=== Section Start ===

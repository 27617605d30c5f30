// SPDX-License-Identifier: Apache-2.0

//! Compact columnar encoding for heterogeneous 2-D tables.
//!
//! Every bulk numeric response (annotations, layouts, expression slices,
//! summaries) is a [`Matrix`] encoded with [`encode_matrix`]. Each column picks
//! its coder from its array class and dtype: dense numbers, sparse floats,
//! dictionary-encoded categoricals, or a JSON list as the fallback.

#![forbid(unsafe_code)]

mod binning;
mod column;
mod decode;
mod encode;
mod error;
mod wire;

pub use binning::Binning;
pub use column::{Column, Matrix};
pub use decode::decode_matrix;
pub use encode::{encode_matrix, encode_matrix_with, finite_json_values, EncodeOptions};
pub use error::CodecError;
pub use wire::TypeCode;

pub const CRATE_NAME: &str = "cxg-codec";
pub const MEDIA_TYPE: &str = "application/octet-stream";
// SPDX-License-Identifier: Apache-2.0

use crate::backend::StorageBackend;
use crate::error::StoreError;
use crate::meta::{ArrayEncoding, ArrayMeta, ARRAY_META};
use std::ops::Range;

const F32: u64 = 4;

/// Compressed sparse lanes. A lane is a row for CSR and a column for CSC.
#[derive(Debug, Clone, PartialEq)]
pub struct Compressed {
    pub indptr: Vec<u64>,
    pub indices: Vec<u32>,
    pub data: Vec<f32>,
}

impl Compressed {
    #[must_use]
    pub fn lanes(&self) -> usize {
        self.indptr.len().saturating_sub(1)
    }

    /// Minor indices and values stored in lane `i`.
    #[must_use]
    pub fn lane(&self, i: usize) -> (&[u32], &[f32]) {
        let start = self.indptr[i] as usize;
        let end = self.indptr[i + 1] as usize;
        (&self.indices[start..end], &self.data[start..end])
    }

    fn validate(&self, lanes: usize, minor: usize, what: &str) -> Result<(), StoreError> {
        if self.indptr.len() != lanes + 1 {
            return Err(StoreError::validation(format!(
                "{what}: indptr has {} entries, expected {}",
                self.indptr.len(),
                lanes + 1
            )));
        }
        if self.indices.len() != self.data.len() {
            return Err(StoreError::validation(format!(
                "{what}: {} indices but {} values",
                self.indices.len(),
                self.data.len()
            )));
        }
        if self.indptr.first() != Some(&0)
            || self.indptr.windows(2).any(|w| w[0] > w[1])
            || self.indptr.last().copied() != Some(self.data.len() as u64)
        {
            return Err(StoreError::validation(format!("{what}: malformed indptr")));
        }
        if self.indices.iter().any(|i| *i as usize >= minor) {
            return Err(StoreError::validation(format!(
                "{what}: index out of range {minor}"
            )));
        }
        Ok(())
    }
}

#[derive(Debug, Clone, PartialEq)]
pub enum XLayout {
    /// Row-major values, `n_obs * n_var` long.
    Dense(Vec<f32>),
    Sparse {
        rows: Compressed,
        /// Column-oriented mirror, used for var-major access when present.
        cols: Option<Compressed>,
    },
}

/// The expression matrix, cells by genes.
#[derive(Debug, Clone, PartialEq)]
pub struct XArray {
    pub n_obs: usize,
    pub n_var: usize,
    pub tile_extent: [usize; 2],
    pub layout: XLayout,
}

/// Dense row-major block produced by slicing.
#[derive(Debug, Clone, PartialEq)]
pub struct DenseBlock {
    pub n_rows: usize,
    pub n_cols: usize,
    pub data: Vec<f32>,
}

impl DenseBlock {
    #[must_use]
    pub fn zeros(n_rows: usize, n_cols: usize) -> Self {
        Self {
            n_rows,
            n_cols,
            data: vec![0.0; n_rows * n_cols],
        }
    }

    #[must_use]
    pub fn get(&self, row: usize, col: usize) -> f32 {
        self.data[row * self.n_cols + col]
    }

    #[must_use]
    pub fn column(&self, col: usize) -> Vec<f32> {
        (0..self.n_rows).map(|r| self.get(r, col)).collect()
    }
}

impl XArray {
    #[must_use]
    pub fn is_sparse(&self) -> bool {
        matches!(self.layout, XLayout::Sparse { .. })
    }

    /// Dense sub-matrix for the given row and column positions, in the order
    /// given. Positions must be in range.
    #[must_use]
    pub fn slice(&self, rows: &[usize], cols: &[usize]) -> DenseBlock {
        let mut out = DenseBlock::zeros(rows.len(), cols.len());
        if rows.is_empty() || cols.is_empty() {
            return out;
        }
        match &self.layout {
            XLayout::Dense(data) => {
                for (p, r) in rows.iter().enumerate() {
                    let row = &data[r * self.n_var..(r + 1) * self.n_var];
                    for (q, c) in cols.iter().enumerate() {
                        out.data[p * out.n_cols + q] = row[*c];
                    }
                }
            }
            XLayout::Sparse {
                cols: Some(csc), ..
            } if cols.len() < rows.len() => {
                let row_pos = positions(rows, self.n_obs);
                for (q, c) in cols.iter().enumerate() {
                    let (idx, vals) = csc.lane(*c);
                    for (r, v) in idx.iter().zip(vals) {
                        if let Some(p) = row_pos[*r as usize] {
                            out.data[p * out.n_cols + q] = *v;
                        }
                    }
                }
            }
            XLayout::Sparse { rows: csr, .. } => {
                let col_pos = positions(cols, self.n_var);
                for (p, r) in rows.iter().enumerate() {
                    let (idx, vals) = csr.lane(*r);
                    for (c, v) in idx.iter().zip(vals) {
                        if let Some(q) = col_pos[*c as usize] {
                            out.data[p * out.n_cols + q] = *v;
                        }
                    }
                }
            }
        }
        out
    }
}

/// Maps each selected index to its output position.
pub(crate) fn positions(selected: &[usize], len: usize) -> Vec<Option<usize>> {
    let mut pos = vec![None; len];
    for (i, s) in selected.iter().enumerate() {
        pos[*s] = Some(i);
    }
    pos
}

pub fn read_array_meta(
    backend: &dyn StorageBackend,
    prefix: &str,
) -> Result<ArrayMeta, StoreError> {
    let meta: ArrayMeta = serde_json::from_slice(&backend.read(&format!("{prefix}/{ARRAY_META}"))?)?;
    if meta.dtype != "float32" {
        return Err(StoreError::validation(format!(
            "{prefix}: unsupported dtype {}",
            meta.dtype
        )));
    }
    Ok(meta)
}

/// Columns held by band `band` of a dense array `n_cols` wide.
#[must_use]
pub fn band_columns(band: usize, band_width: usize, n_cols: usize) -> Range<usize> {
    let w = band_width.max(1);
    let start = (band * w).min(n_cols);
    start..(start + w).min(n_cols)
}

/// Reorders row-major values into the on-disk band order: the columns are
/// cut into bands `band_width` wide, and each band stores all of its rows
/// row-major, one band after another.
#[must_use]
pub fn to_banded(row_major: &[f32], n_rows: usize, n_cols: usize, band_width: usize) -> Vec<f32> {
    let w = band_width.max(1);
    let mut out = Vec::with_capacity(row_major.len());
    for band in 0..n_cols.div_ceil(w) {
        let cols = band_columns(band, w, n_cols);
        for r in 0..n_rows {
            out.extend_from_slice(&row_major[r * n_cols + cols.start..r * n_cols + cols.end]);
        }
    }
    out
}

fn from_banded(banded: &[f32], n_rows: usize, n_cols: usize, band_width: usize) -> Vec<f32> {
    let w = band_width.max(1);
    let mut out = vec![0.0; banded.len()];
    let mut at = 0;
    for band in 0..n_cols.div_ceil(w) {
        let cols = band_columns(band, w, n_cols);
        for r in 0..n_rows {
            out[r * n_cols + cols.start..r * n_cols + cols.end]
                .copy_from_slice(&banded[at..at + cols.len()]);
            at += cols.len();
        }
    }
    out
}

pub fn load_dense(backend: &dyn StorageBackend, prefix: &str) -> Result<DenseBlock, StoreError> {
    let meta = read_array_meta(backend, prefix)?;
    if meta.encoding != ArrayEncoding::Dense {
        return Err(StoreError::validation(format!("{prefix}: expected a dense array")));
    }
    let [n_rows, n_cols] = meta.shape;
    let banded = f32_values(&backend.read(&format!("{prefix}/data.bin"))?, prefix)?;
    if banded.len() != n_rows * n_cols {
        return Err(StoreError::validation(format!(
            "{prefix}: {} values for shape {n_rows}x{n_cols}",
            banded.len()
        )));
    }
    Ok(DenseBlock {
        n_rows,
        n_cols,
        data: from_banded(&banded, n_rows, n_cols, meta.tile_extent[1]),
    })
}

/// One band of a dense array, row-major over the band's columns. Only the
/// band's byte range is read.
pub fn read_dense_band(
    backend: &dyn StorageBackend,
    prefix: &str,
    meta: &ArrayMeta,
    band: usize,
) -> Result<Vec<f32>, StoreError> {
    let [n_rows, n_cols] = meta.shape;
    let cols = band_columns(band, meta.tile_extent[1], n_cols);
    let offset = (n_rows * cols.start) as u64 * F32;
    let len = (n_rows * cols.len()) as u64 * F32;
    let bytes = backend.read_range(&format!("{prefix}/data.bin"), offset, len)?;
    f32_values(&bytes, prefix)
}

/// Lane offsets of a compressed array, checked for shape and monotonicity.
pub fn read_indptr(
    backend: &dyn StorageBackend,
    prefix: &str,
    lanes: usize,
) -> Result<Vec<u64>, StoreError> {
    let indptr = u64_values(&backend.read(&format!("{prefix}/indptr.bin"))?, prefix)?;
    if indptr.len() != lanes + 1
        || indptr.first() != Some(&0)
        || indptr.windows(2).any(|w| w[0] > w[1])
    {
        return Err(StoreError::validation(format!("{prefix}: malformed indptr")));
    }
    Ok(indptr)
}

/// Minor indices and values of one lane, read by range.
pub fn read_lane(
    backend: &dyn StorageBackend,
    prefix: &str,
    indptr: &[u64],
    lane: usize,
    minor: usize,
) -> Result<(Vec<u32>, Vec<f32>), StoreError> {
    let (start, end) = match (indptr.get(lane), indptr.get(lane + 1)) {
        (Some(s), Some(e)) => (*s, *e),
        _ => return Err(StoreError::validation(format!("{prefix}: lane {lane} out of range"))),
    };
    let n = end - start;
    let indices = u32_values(
        &backend.read_range(&format!("{prefix}/indices.bin"), start * 4, n * 4)?,
        prefix,
    )?;
    let data = f32_values(
        &backend.read_range(&format!("{prefix}/data.bin"), start * F32, n * F32)?,
        prefix,
    )?;
    if let Some(bad) = indices.iter().find(|i| **i as usize >= minor) {
        return Err(StoreError::validation(format!(
            "{prefix}: lane {lane} holds index {bad} past {minor}"
        )));
    }
    Ok((indices, data))
}

fn load_compressed(
    backend: &dyn StorageBackend,
    prefix: &str,
) -> Result<Compressed, StoreError> {
    Ok(Compressed {
        indptr: u64_values(&backend.read(&format!("{prefix}/indptr.bin"))?, prefix)?,
        indices: u32_values(&backend.read(&format!("{prefix}/indices.bin"))?, prefix)?,
        data: f32_values(&backend.read(&format!("{prefix}/data.bin"))?, prefix)?,
    })
}

/// Loads `X` and, for sparse stores, its `Xc` column mirror when present.
pub fn load_x(backend: &dyn StorageBackend) -> Result<XArray, StoreError> {
    let meta = read_array_meta(backend, "X")?;
    let [n_obs, n_var] = meta.shape;
    let layout = match meta.encoding {
        ArrayEncoding::Dense => {
            let block = load_dense(backend, "X")?;
            XLayout::Dense(block.data)
        }
        ArrayEncoding::Csr => {
            let rows = load_compressed(backend, "X")?;
            rows.validate(n_obs, n_var, "X")?;
            let cols = if backend.exists(&format!("Xc/{ARRAY_META}"))? {
                let cmeta = read_array_meta(backend, "Xc")?;
                if cmeta.encoding != ArrayEncoding::Csc || cmeta.shape != meta.shape {
                    return Err(StoreError::validation("Xc does not mirror X"));
                }
                let cols = load_compressed(backend, "Xc")?;
                cols.validate(n_var, n_obs, "Xc")?;
                Some(cols)
            } else {
                None
            };
            XLayout::Sparse { rows, cols }
        }
        ArrayEncoding::Csc => {
            return Err(StoreError::validation("X must be dense or csr"));
        }
    };
    Ok(XArray {
        n_obs,
        n_var,
        tile_extent: [meta.tile_extent[0].max(1), meta.tile_extent[1].max(1)],
        layout,
    })
}

fn check_width(bytes: &[u8], width: usize, what: &str) -> Result<(), StoreError> {
    if bytes.len() % width != 0 {
        return Err(StoreError::validation(format!(
            "{what}: {} bytes is not a multiple of {width}",
            bytes.len()
        )));
    }
    Ok(())
}

fn f32_values(bytes: &[u8], what: &str) -> Result<Vec<f32>, StoreError> {
    check_width(bytes, 4, what)?;
    Ok(bytes
        .chunks_exact(4)
        .map(|c| f32::from_le_bytes([c[0], c[1], c[2], c[3]]))
        .collect())
}

fn u32_values(bytes: &[u8], what: &str) -> Result<Vec<u32>, StoreError> {
    check_width(bytes, 4, what)?;
    Ok(bytes
        .chunks_exact(4)
        .map(|c| u32::from_le_bytes([c[0], c[1], c[2], c[3]]))
        .collect())
}

fn u64_values(bytes: &[u8], what: &str) -> Result<Vec<u64>, StoreError> {
    check_width(bytes, 8, what)?;
    Ok(bytes
        .chunks_exact(8)
        .map(|c| u64::from_le_bytes([c[0], c[1], c[2], c[3], c[4], c[5], c[6], c[7]]))
        .collect())
}
// SPDX-License-Identifier: Apache-2.0

use crate::column::Column;
use crate::error::CodecError;

/// Lossy quantization of float columns into `nbins` equal-width bins over the
/// column's own `[min, max]` range. Applied by the caller before encoding; the
/// wire format does not record the bin edges.
#[derive(Debug, Clone, Copy, PartialEq, Eq)]
pub struct Binning {
    pub nbins: u32,
}

impl Binning {
    pub fn new(nbins: u32) -> Result<Self, CodecError> {
        if nbins == 0 {
            return Err(CodecError::Binning("nbins must be > 0".to_string()));
        }
        Ok(Self { nbins })
    }

    pub fn bin(&self, values: &[f32]) -> Result<Vec<u32>, CodecError> {
        let mut lo = f32::INFINITY;
        let mut hi = f32::NEG_INFINITY;
        for v in values {
            if !v.is_finite() {
                return Err(CodecError::Binning(format!(
                    "cannot bin non-finite value {v}"
                )));
            }
            lo = lo.min(*v);
            hi = hi.max(*v);
        }
        let span = f64::from(hi) - f64::from(lo);
        if values.is_empty() || span <= 0.0 {
            return Ok(vec![0; values.len()]);
        }
        let top = self.nbins - 1;
        Ok(values
            .iter()
            .map(|v| {
                let scaled = (f64::from(*v) - f64::from(lo)) / span * f64::from(self.nbins);
                (scaled.floor() as u32).min(top)
            })
            .collect())
    }

    /// Replaces a float column with its bin codes. Non-float columns are
    /// returned unchanged.
    pub fn apply(&self, column: Column) -> Result<Column, CodecError> {
        match column {
            Column::Float32(_)
            | Column::Float64(_)
            | Column::SparseFloat32 { .. }
            | Column::SparseFloat64 { .. } => {
                let dense = column.to_f32_dense().unwrap_or_default();
                Ok(Column::UInt32(self.bin(&dense)?))
            }
            other => Ok(other),
        }
    }
}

=== Section End ===

▸ TASK DIRECTIONS
Everything above from the line containing "if meta.encoding != ArrayEncoding::Dense" down to the line containing "let cols = band_columns(band, meta.tile_extent[1], n_cols);" is to be transcribed exactly, with both of those lines included and nothing else added.

▸ YOUR RESPONSE
    if meta.encoding != ArrayEncoding::Dense {
        return Err(StoreError::validation(format!("{prefix}: expected a dense array")));
    }
    let [n_rows, n_cols] = meta.shape;
    let banded = f32_values(&backend.read(&format!("{prefix}/data.bin"))?, prefix)?;
    if banded.len() != n_rows * n_cols {
        return Err(StoreError::validation(format!(
            "{prefix}: {} values for shape {n_rows}x{n_cols}",
            banded.len()
        )));
    }
    Ok(DenseBlock {
        n_rows,
        n_cols,
        data: from_banded(&banded, n_rows, n_cols, meta.tile_extent[1]),
    })
}

/// One band of a dense array, row-major over the band's columns. Only the
/// band's byte range is read.
pub fn read_dense_band(
    backend: &dyn StorageBackend,
    prefix: &str,
    meta: &ArrayMeta,
    band: usize,
) -> Result<Vec<f32>, StoreError> {
    let [n_rows, n_cols] = meta.shape;
    let cols = band_columns(band, meta.tile_extent[1], n_cols);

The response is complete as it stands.